First question of all, would it be legal? And then, would it make sense?
My first thought goes to java.util (damn I want those tree maps so bad).
Would a community powered repository make sense?
I think in would be good idea to try. As far as I can understand, Kotlin team is currently stretched very thin, so any help would be good. So if you start the repository, I think the community could help. And later some parts of it could be merged in stdlib or distributed as stdlib-extras.
Well, here it is, I’ve sent you the collaboration invite. The problem now it what codestyle to use? I don’t think that translating 1-to-1 Java into Kotlin common would be possible or make sense.
First of all, I do not like the name. It interferes with kotlin common modules. Maybe kotlin-extras?
As for content, we should start with things we need. No reason to port everything. I think that some kind of voting process is in order, like implement the feature if it has more than some number of votes. Would you write a list of features that you really miss in everyday multiplatform kotlin?
I’m not lawyer, and do not really understand too…
But GPL definitely differs from Apache/MIT/etc, and if it intended to eventually be included to stdlib - it should not be under GPL/LGPL.

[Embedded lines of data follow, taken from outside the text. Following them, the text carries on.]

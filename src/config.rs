/// Application configuration
///
/// Read once at startup from `<config dir>/photo-grid/config.json`, then
/// overridden by environment variables:
/// - `PHOTO_GRID_API_URL` - base URL of the photo API
/// - `PHOTO_GRID_MEMBER_ID` - member whose grid is shown
///
/// The resulting value is handed to the store client and the UI explicitly;
/// nothing reads the environment after startup.

use log::info;
use serde::{Deserialize, Serialize};
use std::fs;
use std::io::ErrorKind;
use std::path::{Path, PathBuf};
use std::time::Duration;

use crate::error::ConfigError;
use crate::state::data::MemberId;
use crate::state::layout::{GridLayout, GAP};

pub const API_URL_VAR: &str = "PHOTO_GRID_API_URL";
pub const MEMBER_ID_VAR: &str = "PHOTO_GRID_MEMBER_ID";

#[derive(Serialize, Deserialize, Debug, Clone, PartialEq)]
#[serde(rename_all = "camelCase", default)]
pub struct Config {
    /// Root of the photo API, without trailing slash
    pub api_base_url: String,
    /// Member whose grid is loaded on startup
    pub member_id: MemberId,
    /// Initial width of the grid surface in logical pixels
    pub surface_width: f32,
    /// Space between cells
    pub gap: f32,
    /// Per-request timeout for store calls
    pub request_timeout_secs: u64,
    /// Reload from the store after a failed delete or position save
    pub reload_after_mutation_error: bool,
}

impl Default for Config {
    fn default() -> Self {
        Self {
            api_base_url: "http://localhost:3000".to_string(),
            member_id: MemberId(1),
            surface_width: 390.0,
            gap: GAP,
            request_timeout_secs: 30,
            reload_after_mutation_error: false,
        }
    }
}

impl Config {
    /// Load from the default location, then apply environment overrides
    pub fn load() -> Result<Self, ConfigError> {
        let mut config = match Self::default_path() {
            Some(path) => Self::from_file(&path)?,
            None => Self::default(),
        };
        config.apply_overrides(|var| std::env::var(var).ok())?;
        Ok(config)
    }

    /// Where the config file lives
    /// - Linux: ~/.config/photo-grid/config.json
    /// - macOS: ~/Library/Application Support/photo-grid/config.json
    /// - Windows: %APPDATA%\photo-grid\config.json
    pub fn default_path() -> Option<PathBuf> {
        let mut path = dirs::config_dir().or_else(dirs::home_dir)?;
        path.push("photo-grid");
        path.push("config.json");
        Some(path)
    }

    /// Read a config file; a missing file means defaults
    pub fn from_file(path: &Path) -> Result<Self, ConfigError> {
        let json = match fs::read_to_string(path) {
            Ok(json) => json,
            Err(e) if e.kind() == ErrorKind::NotFound => {
                info!("No config at {}, using defaults", path.display());
                return Ok(Self::default());
            }
            Err(source) => {
                return Err(ConfigError::Read {
                    path: path.to_path_buf(),
                    source,
                })
            }
        };

        let config = serde_json::from_str(&json).map_err(|source| ConfigError::Parse {
            path: path.to_path_buf(),
            source,
        })?;
        info!("📁 Loaded config from {}", path.display());
        Ok(config)
    }

    /// Apply overrides looked up through `lookup` (the environment in production)
    pub fn apply_overrides(
        &mut self,
        lookup: impl Fn(&str) -> Option<String>,
    ) -> Result<(), ConfigError> {
        if let Some(url) = lookup(API_URL_VAR) {
            self.api_base_url = url;
        }
        if let Some(value) = lookup(MEMBER_ID_VAR) {
            let id = value
                .trim()
                .parse()
                .map_err(|_| ConfigError::InvalidMemberId {
                    var: MEMBER_ID_VAR,
                    value: value.clone(),
                })?;
            self.member_id = MemberId(id);
        }
        Ok(())
    }

    pub fn request_timeout(&self) -> Duration {
        Duration::from_secs(self.request_timeout_secs)
    }

    /// Grid geometry for the configured surface width
    pub fn layout(&self) -> GridLayout {
        GridLayout::for_surface_width(self.surface_width, self.gap)
    }
}
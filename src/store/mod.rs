/// Remote photo store
///
/// The store owns the persisted photo records and assigns ids:
/// - `http.rs` - JSON-over-HTTP client for the photo API
///
/// The session only talks to the `PhotoStore` trait, so tests can swap in
/// an in-memory store.

pub mod http;

use std::future::Future;

use crate::error::StoreError;
use crate::state::data::{MemberId, NewPhoto, Photo, PhotoId};

pub use http::HttpPhotoStore;

/// Result type for store calls
pub type StoreResult<T> = Result<T, StoreError>;

/// CRUD over one member's photos
///
/// Futures must be `Send + 'static`-friendly because the UI runs them as
/// background tasks; implementations take owned arguments for that reason.
pub trait PhotoStore: Send + Sync + 'static {
    /// All photos of a member, in no particular order
    fn list(&self, member_id: MemberId) -> impl Future<Output = StoreResult<Vec<Photo>>> + Send;

    /// Persist a staged photo; the returned record carries the assigned id
    fn create(
        &self,
        member_id: MemberId,
        photo: NewPhoto,
    ) -> impl Future<Output = StoreResult<Photo>> + Send;

    /// Overwrite a photo record
    fn update(&self, photo: Photo) -> impl Future<Output = StoreResult<Photo>> + Send;

    /// Remove a photo record
    fn delete(&self, id: PhotoId) -> impl Future<Output = StoreResult<()>> + Send;
}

You can transpile Java to JavaScript or compile bytecode to native code. Kotlin can call Java. Is there any particular reason for doing such work beyond a vague feeling that it’s better if everything is in Kotlin?
I agree, it was the first thing that popped in my mind.
May work, more ideas?
Totally agree. I can write my owns but I cannot speak for everybody. Is there a service you recommend (something like Lithium Ideas, it is costly tho)?
Well I do not as well but since the Kotlin stdlib is Apache 2.0 I’d go for the Apache one as well.
Say a company have to build their library for iOS and Android. If you have a comprehensive stdlib for the common module you could do that in a snap! Write once, test once, compile once, release once, ecc…
The are many more use cases where other languages just could not do the same job in a such easy way.
Kotlin aims to create a number of multi-platform libraries to simplify further multi-platform development. Things like a TreeMap in fact do not require any platform-specific tricks, but are used quite frequently. I am not saying kotlin community should blindly duplicate everything there is in Java, but some things are worth having without to spell them explicitly when writing JS application.
And no, you can not directly compile bytecode to native code, at least (you can do it with Graal) the result will be quite different from the one produced by kotlin-native.